(Dataset entries)
· · · · ·

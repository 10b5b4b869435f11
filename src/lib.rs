//! Weather Agent Server Library
//!
//! This library exposes modules for testing and external use.
//! The main binary is in `src/main.rs`.

pub mod agent;
pub mod api;
pub mod config;
pub mod error;
pub mod llm;
pub mod registry;
pub mod server;
/// Application state shared with handlers
pub mod state;
pub mod weather;
pub mod workflow;
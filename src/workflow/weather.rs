//! The weather workflow
//!
//! `fetch-weather` resolves the trigger city and fetches today's outlook;
//! `plan-activities` asks the planning agent for suggestions based on it.

use std::sync::Arc;

use async_trait::async_trait;
use serde_json::{json, Value};
use tokio::time::Duration;

use crate::agent::Agent;
use crate::llm::ChatMessage;
use crate::weather::{DailyForecast, WeatherClient};
use crate::workflow::{StepContext, StepOutcome, Workflow, WorkflowError, WorkflowStep};

/// Id of the forecast step
pub const FETCH_WEATHER_STEP: &str = "fetch-weather";

/// Id of the planning step
pub const PLAN_ACTIVITIES_STEP: &str = "plan-activities";

/// Instructions for the agent that turns a forecast into suggestions
pub const PLANNER_INSTRUCTIONS: &str = "You are a local activities and travel expert who excels at weather-based planning. \
Analyze the weather data and provide practical activity recommendations.

For each day in the forecast, structure your response as:
- The date and location
- A one-line weather summary with the temperature range
- Two or three outdoor activities suited to the conditions, with the best timing
- Two indoor alternatives in case conditions change
- Any special considerations such as heat, rain gear, or wind

Keep suggestions specific to the location, and mention precipitation chance whenever it is above 50%.";

/// Build the weather workflow
pub fn weather_workflow(
    weather: Arc<WeatherClient>,
    planner: Arc<Agent>,
    run_timeout: Duration,
) -> Result<Workflow, WorkflowError> {
    Workflow::builder("weather-workflow")
        .description("Fetches the forecast for a city and suggests activities")
        .step(Arc::new(FetchWeatherStep { client: weather }))
        .step(Arc::new(PlanActivitiesStep { agent: planner }))
        .trigger_validator(validate_trigger)
        .run_timeout(run_timeout)
        .build()
}

/// Accepts `{ city }` with a non-empty string city
pub fn validate_trigger(trigger_data: &Value) -> Result<(), String> {
    trigger_city(trigger_data).map(|_| ())
}

fn trigger_city(trigger_data: &Value) -> Result<&str, String> {
    let object = trigger_data
        .as_object()
        .ok_or_else(|| "Expected object".to_string())?;
    object
        .get("city")
        .and_then(Value::as_str)
        .filter(|city| !city.trim().is_empty())
        .ok_or_else(|| "City is required".to_string())
}

/// Fetches the daily outlook for the trigger city
pub struct FetchWeatherStep {
    client: Arc<WeatherClient>,
}

#[async_trait]
impl WorkflowStep for FetchWeatherStep {
    fn id(&self) -> &str {
        FETCH_WEATHER_STEP
    }

    fn description(&self) -> &str {
        "Fetches weather forecast for a given city"
    }

    async fn execute(&self, context: &StepContext) -> Result<StepOutcome, WorkflowError> {
        let city =
            trigger_city(context.trigger_data()).map_err(WorkflowError::InvalidTriggerData)?;

        let forecast = self
            .client
            .daily_forecast(city)
            .await
            .map_err(|e| WorkflowError::StepFailed(e.to_string()))?;

        let output =
            serde_json::to_value(forecast).map_err(|e| WorkflowError::StepFailed(e.to_string()))?;
        Ok(StepOutcome::Success(output))
    }
}

/// Turns the forecast into activity suggestions
pub struct PlanActivitiesStep {
    agent: Arc<Agent>,
}

#[async_trait]
impl WorkflowStep for PlanActivitiesStep {
    fn id(&self) -> &str {
        PLAN_ACTIVITIES_STEP
    }

    fn description(&self) -> &str {
        "Suggests activities based on weather conditions"
    }

    async fn execute(&self, context: &StepContext) -> Result<StepOutcome, WorkflowError> {
        let forecast_value = context
            .step_output(FETCH_WEATHER_STEP)
            .cloned()
            .ok_or_else(|| WorkflowError::MissingStepOutput(FETCH_WEATHER_STEP.to_string()))?;
        let forecast: DailyForecast = serde_json::from_value(forecast_value.clone())
            .map_err(|e| WorkflowError::StepFailed(format!("Invalid forecast data: {}", e)))?;

        let prompt = format!(
            "Based on the following weather forecast for {}, suggest appropriate activities:\n{}",
            forecast.location,
            serde_json::to_string_pretty(&forecast_value)
                .map_err(|e| WorkflowError::StepFailed(e.to_string()))?
        );

        let activities = self
            .agent
            .generate(vec![ChatMessage::user(prompt)])
            .await
            .map_err(|e| WorkflowError::StepFailed(e.to_string()))?;

        Ok(StepOutcome::Success(json!({ "activities": activities })))
    }
}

· · · · ·

Task: Where a line of the entries contains "FetchWeatherStep", report that line.

Exercise answer:
        .step(Arc::new(FetchWeatherStep { client: weather }))
pub struct FetchWeatherStep {
impl WorkflowStep for FetchWeatherStep {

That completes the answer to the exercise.